Chinese coffee shop operator luckin coffee has sued Starbucks for monopoly, according to a message by luckin coffee Vice President Guo Jinyi posted on the Chinese social media platform WeChat on Wednesday morning. Guo's post included a notice from a Chinese court indicating that it had accepted the case.
China's anti-monopoly authorities have accepted the relevant complaint materials handed in by luckin coffee, according to a report carried by Nanfang Metropolis Daily.
Luckin coffee said no additional comment would be given when asked by the Daily about ongoing developments in the case, which has drawn much attention in the coffee market.
The Nanfang Metropolis Daily also reported that many market insiders said such a case was inevitable. Limited coffee choices not only affect customers but also jeopardize the long-term development of the dominant brand, they said.
Wu Sheng, founder of venture capital firm Context Lab, said in a report by news website Jingchu Net that the efforts by Starbucks to enforce a blockade against competitors show that luckin coffee's new business model has already taken hold in a market long controlled by the traditional giant. The report also pointed out that some analysts consider the case to be merely market hype created by luckin coffee to gain more publicity.
On May 15, luckin coffee released an open letter to Starbucks in which it accused the American company of breaching China's anti-monopoly law.
According to the letter, Starbucks signed lease contracts with property owners which limit them from making rental agreements with potential competitors of Starbucks. These include dozens of coffee chain brands, stores that make over 30 percent of their revenue from coffee, and any store that includes the word "coffee" in its name.

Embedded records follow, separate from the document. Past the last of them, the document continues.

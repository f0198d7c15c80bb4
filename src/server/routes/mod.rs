//! API routes and handlers.

mod sheet;

use std::time::Duration;

use axum::{
    Router,
    routing::get,
};
use tower_http::cors::{Any, CorsLayer};

use crate::config::CorsConfig;

use super::state::AppState;

/// Build the API router.
pub fn router(state: AppState) -> Router {
    Router::new()
        .route("/health", get(health))
        .route("/api/sheet", get(sheet::list_records))
        .route(
            "/api/sheet/{id}",
            get(sheet::get_record).post(sheet::increment_score),
        )
        .with_state(state)
}

/// Health check endpoint.
async fn health() -> &'static str {
    "ok"
}

/// Build CORS layer from configuration.
pub fn build_cors_layer(config: &CorsConfig) -> CorsLayer {
    if !config.enabled {
        // Deny all cross-origin requests
        return CorsLayer::new();
    }

    let mut cors = CorsLayer::new();

    if config.allow_origins.iter().any(|o| o == "*") {
        cors = cors.allow_origin(Any);
    } else {
        let origins: Vec<_> = config
            .allow_origins
            .iter()
            .filter_map(|o| o.parse().ok())
            .collect();
        cors = cors.allow_origin(origins);
    }

    let methods: Vec<_> = config
        .allow_methods
        .iter()
        .filter_map(|m| m.parse().ok())
        .collect();
    cors = cors.allow_methods(methods);

    let headers: Vec<_> = config
        .allow_headers
        .iter()
        .filter_map(|h| h.parse().ok())
        .collect();
    cors = cors.allow_headers(headers);

    // Credentials cannot be combined with a wildcard origin.
    if config.allow_credentials && !config.allow_origins.iter().any(|o| o == "*") {
        cors = cors.allow_credentials(true);
    }

    cors.max_age(Duration::from_secs(config.max_age))
}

Starbucks also allegedly pressured suppliers to pick sides, given that many of their equipment, packing and ingredient suppliers overlap with other companies'. Luckin coffee claims it has received notice from some of their suppliers that they will stop providing products, as required by Starbucks.
Starbucks said China has a huge coffee market with vigorous competition and a rapid pace of development. "We have no intention of participating in the market hype of other brands. We welcome orderly competition, mutual promotion, constant innovation, continuously improving quality and service, and creating real value for Chinese consumers," Summer Gao, a representative from Starbucks China's communications department, said in an email to China.org.cn when asked to comment on luckin coffee's open letter.
Guo later posted a statement on WeChat asking Starbucks to directly address the questions raised by luckin coffee. "Luckin coffee has substantial evidence and absolutely no interest in market hype," Guo wrote.
Statistics from Euromonitor International, an independent provider of strategic market research, show that Starbucks has seen its market share in China's chain coffee shop industry grow from 78.8 percent in 2016 to 80.7 percent in 2017.
Qian Zhiya, CEO of luckin coffee, told the official China News Service in November last year that her goal was to "beat Starbucks in China." So far, luckin coffee has opened 525 stores across China during the four months of its current trial run.